Friday 23 October 2009

Morning roundup

  • Germany's push for renewable energies comes at a cost: carbon abatement costs from home based photovoltaics is $1000/ton, heavily subsidised

  • Bootleggers, Baptists and climate

  • South African land reforms driving productive farmers to the Congo as a hedge.

  • The healthists advance (pt 1): Doug Sellman claims he doesn't want to return to prohibition but wants a "middle ground" between extremes; of course, alcohol is already heavily regulated. If every year we move to the midpoint between the "extreme" of the status quo and the "extreme" of prohibition, in how many years do we reach prohibition? Ok, it asymptotes, but you get the picture.

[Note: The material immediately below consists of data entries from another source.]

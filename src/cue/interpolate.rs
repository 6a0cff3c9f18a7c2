use crate::cue::set::Cue;
use crate::cue::shape::silence;
use crate::cue::weights::WeightVector;

/// Default cross-fade length at the tail of each cue, in seconds.
pub const DEFAULT_BLEND_WINDOW: f64 = 0.05;

/// Sample the blended mouth weights at time `t` (seconds).
///
/// Cues are scanned in input order. The latest cue starting at or before `t` is the current
/// cue and the cue right after it in the list is the next one. During the last `blend_window`
/// seconds of the current cue the result cross-fades linearly toward the next cue's weights.
/// Before the first cue (or with no cues) the result is silence; after the last cue it holds the
/// last cue's weights.
///
/// Correct results require cues in non-decreasing `start` order; the scan stops at the first cue
/// that starts after `t`.
pub fn interpolate(cues: &[Cue], t: f64, blend_window: f64) -> WeightVector {
    let mut current = None;
    for (i, cue) in cues.iter().enumerate() {
        if cue.start > t {
            break;
        }
        current = Some(i);
    }

    let Some(idx) = current else {
        return silence();
    };
    let cur = &cues[idx];
    let Some(next) = cues.get(idx + 1) else {
        return cur.weights();
    };
    if blend_window <= 0.0 {
        return cur.weights();
    }

    let frame_end = cur.end();
    let transition_start = frame_end - blend_window;
    if t >= transition_start && t < frame_end {
        let factor = (t - transition_start) / blend_window;
        WeightVector::blend(&cur.weights(), &next.weights(), factor)
    } else {
        cur.weights()
    }
}

#[cfg(test)]
#[path = "../../tests/unit/cue/interpolate.rs"]
mod tests;
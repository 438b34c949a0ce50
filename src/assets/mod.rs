pub(crate) mod catalog;
pub(crate) mod decode;
pub(crate) mod store;
//! Seed-to-avatar pipeline and its configuration.

/// Generator configuration (color bounds), loadable from JSON.
pub mod config;
/// Stream-driven selection, rendering and encoding.
pub mod generator;
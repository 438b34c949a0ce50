use std::sync::Arc;

use rand::RngCore;

use crate::{
    assets::catalog::{FeatureCategory, pick_variant},
    assets::store::{BundledFeatures, FeatureStore, pick_feature},
    avatar::config::GeneratorConfig,
    color::pick::pick_color,
    encode::png::encode_png,
    foundation::core::Rgba8,
    foundation::error::{AdorableError, AdorableResult},
    random::stream::KeyStream,
    render::canvas::{Canvas, compose},
};

/// Length of seeds drawn from the operating system.
pub const RANDOM_SEED_LEN: usize = 32;

/// Everything the stream decided for one avatar.
#[derive(Clone, Copy, Debug, PartialEq, Eq, Hash, serde::Serialize, serde::Deserialize)]
pub struct AvatarSpec {
    /// Background color.
    pub color: Rgba8,
    /// Eyes variant index.
    pub eyes: u32,
    /// Nose variant index.
    pub nose: u32,
    /// Mouth variant index.
    pub mouth: u32,
}

impl AvatarSpec {
    /// Variant index chosen for `category`.
    pub fn variant(&self, category: FeatureCategory) -> u32 {
        match category {
            FeatureCategory::Eyes => self.eyes,
            FeatureCategory::Nose => self.nose,
            FeatureCategory::Mouth => self.mouth,
        }
    }

    fn set_variant(&mut self, category: FeatureCategory, index: u32) {
        match category {
            FeatureCategory::Eyes => self.eyes = index,
            FeatureCategory::Nose => self.nose = index,
            FeatureCategory::Mouth => self.mouth = index,
        }
    }
}

/// Deterministic avatar generator.
///
/// A generator is immutable and cheap to clone; one instance can serve many threads.
#[derive(Clone)]
pub struct Generator {
    config: GeneratorConfig,
    store: Arc<dyn FeatureStore>,
}

impl Default for Generator {
    fn default() -> Self {
        Self {
            config: GeneratorConfig::default(),
            store: Arc::new(BundledFeatures),
        }
    }
}

impl std::fmt::Debug for Generator {
    fn fmt(&self, f: &mut std::fmt::Formatter<'_>) -> std::fmt::Result {
        f.debug_struct("Generator")
            .field("config", &self.config)
            .finish_non_exhaustive()
    }
}

impl Generator {
    /// Generator over the bundled feature set.
    pub fn new(config: GeneratorConfig) -> AdorableResult<Self> {
        Self::with_store(config, Arc::new(BundledFeatures))
    }

    /// Generator over a caller-provided feature store.
    pub fn with_store(config: GeneratorConfig, store: Arc<dyn FeatureStore>) -> AdorableResult<Self> {
        config.validate()?;
        Ok(Self { config, store })
    }

    /// Active configuration.
    pub fn config(&self) -> &GeneratorConfig {
        &self.config
    }

    /// Derive the avatar selection for `seed` without rendering it.
    pub fn derive(&self, seed: &[u8]) -> AdorableResult<AvatarSpec> {
        self.select(seed, None)
    }

    /// Derive the selection for `seed` with a fixed background.
    ///
    /// The color draws still happen, so the features match [`Generator::derive`] for the same
    /// seed.
    pub fn derive_with_color(&self, seed: &[u8], color: Rgba8) -> AdorableResult<AvatarSpec> {
        self.select(seed, Some(color))
    }

    /// Composite the layers named by `spec`.
    pub fn render(&self, spec: &AvatarSpec) -> AdorableResult<Canvas> {
        for category in FeatureCategory::ALL {
            let index = spec.variant(category);
            if index >= category.variants() {
                return Err(AdorableError::validation(format!(
                    "{category} variant {index} out of range (have {})",
                    category.variants()
                )));
            }
        }

        let eyes = self.store.feature(FeatureCategory::Eyes, spec.eyes)?;
        let nose = self.store.feature(FeatureCategory::Nose, spec.nose)?;
        let mouth = self.store.feature(FeatureCategory::Mouth, spec.mouth)?;
        compose(spec.color, &eyes, &nose, &mouth)
    }

    /// PNG avatar for `seed`.
    #[tracing::instrument(skip(self, seed), fields(seed_len = seed.len()))]
    pub fn from_seed(&self, seed: &[u8]) -> AdorableResult<Vec<u8>> {
        encode_png(&self.assemble(seed, None)?)
    }

    /// PNG avatar for `seed` on a fixed background.
    #[tracing::instrument(skip(self, seed), fields(seed_len = seed.len(), color = %color))]
    pub fn from_seed_with_color(&self, seed: &[u8], color: Rgba8) -> AdorableResult<Vec<u8>> {
        encode_png(&self.assemble(seed, Some(color))?)
    }

    /// PNG avatar from a fresh OS-random seed.
    pub fn random(&self) -> AdorableResult<Vec<u8>> {
        self.from_seed(&random_seed()?)
    }

    /// PNG avatar from a fresh OS-random seed on a fixed background.
    pub fn random_with_color(&self, color: Rgba8) -> AdorableResult<Vec<u8>> {
        self.from_seed_with_color(&random_seed()?, color)
    }

    fn select(&self, seed: &[u8], color: Option<Rgba8>) -> AdorableResult<AvatarSpec> {
        let mut stream = KeyStream::expand(seed);
        let drawn = pick_color(&mut stream, &self.config.colors)?;

        let mut spec = AvatarSpec {
            color: color.unwrap_or(drawn),
            eyes: 0,
            nose: 0,
            mouth: 0,
        };
        for category in FeatureCategory::ALL {
            spec.set_variant(category, pick_variant(&mut stream, category)?);
        }

        tracing::debug!(
            color = %spec.color,
            eyes = spec.eyes,
            nose = spec.nose,
            mouth = spec.mouth,
            consumed = stream.consumed(),
            "derived avatar"
        );
        Ok(spec)
    }

    // Same draw order as `select`, resolving each bitmap as its variant is drawn.
    fn assemble(&self, seed: &[u8], color: Option<Rgba8>) -> AdorableResult<Canvas> {
        let mut stream = KeyStream::expand(seed);
        let drawn = pick_color(&mut stream, &self.config.colors)?;
        let color = color.unwrap_or(drawn);

        let store = self.store.as_ref();
        let (eyes_index, eyes) = pick_feature(&mut stream, FeatureCategory::Eyes, store)?;
        let (nose_index, nose) = pick_feature(&mut stream, FeatureCategory::Nose, store)?;
        let (mouth_index, mouth) = pick_feature(&mut stream, FeatureCategory::Mouth, store)?;

        tracing::debug!(
            color = %color,
            eyes = eyes_index,
            nose = nose_index,
            mouth = mouth_index,
            consumed = stream.consumed(),
            "assembled avatar"
        );
        compose(color, &eyes, &nose, &mouth)
    }
}

/// Draw a fresh seed from the operating system.
pub fn random_seed() -> AdorableResult<[u8; RANDOM_SEED_LEN]> {
    let mut seed = [0u8; RANDOM_SEED_LEN];
    rand::rngs::OsRng
        .try_fill_bytes(&mut seed)
        .map_err(|e| AdorableError::entropy(e.to_string()))?;
    Ok(seed)
}

/// PNG avatar from a fresh OS-random seed, default configuration.
pub fn random() -> AdorableResult<Vec<u8>> {
    Generator::default().random()
}

/// PNG avatar from a fresh OS-random seed on a fixed background.
pub fn random_with_color(color: Rgba8) -> AdorableResult<Vec<u8>> {
    Generator::default().random_with_color(color)
}

/// PNG avatar for `seed`, default configuration.
pub fn from_seed(seed: &[u8]) -> AdorableResult<Vec<u8>> {
    Generator::default().from_seed(seed)
}

/// PNG avatar for `seed` on a fixed background.
pub fn from_seed_with_color(seed: &[u8], color: Rgba8) -> AdorableResult<Vec<u8>> {
    Generator::default().from_seed_with_color(seed, color)
}

#[cfg(test)]
#[path = "../../tests/unit/avatar/generator.rs"]
mod tests;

  • The healthists advance (pt 2): Christchurch City Council advocates:
    • minimum drinking age of 16 (not unreasonable)
    • split purchase age limit of 18/20 for on and off license purchase (will make the hospitality industry very happy; they've been lobbying for it to knock out the "drink at home" competition)
    • A national closing time for bars of 2 am that councils can adjust (ugh)
    • Health warning labels on alcohol (ugh, and serves as a non tariff barrier against imported drinks just as the "standard drink" labeling requirement did.)
    • "Powers to force bars to offer standard measures of wine, beer and spirits" -- a standard drink has 10 grams alcohol. Will bars have to have different sized glasses for different strengths of beer? Double ugh.
    • Higher taxes on alcohol -- but the McLeod Tax Review, Barker's Treasury analysis, and my work all show no case for increasing the excise tax
    • Restricting discounting by supermarkets (cartel price fixing)
    • Controls on liquor advertising, zero blood alcohol limit for under-20s.
    The article goes on to quote a Christchurch bar owner upset at the 2 am limit while most alcohol sales remain off-license. My impression is that the hospitality industry association has been pushing hard for a split age limit that would mean 18-19 year olds could only drink in bars; a cynic might think they're doing this to restrict competition for that age group. And a cynic might have a lot less sympathy for bar owners who lobby for restrictions that hurt their competitors and then complain when restrictions also are imposed on them.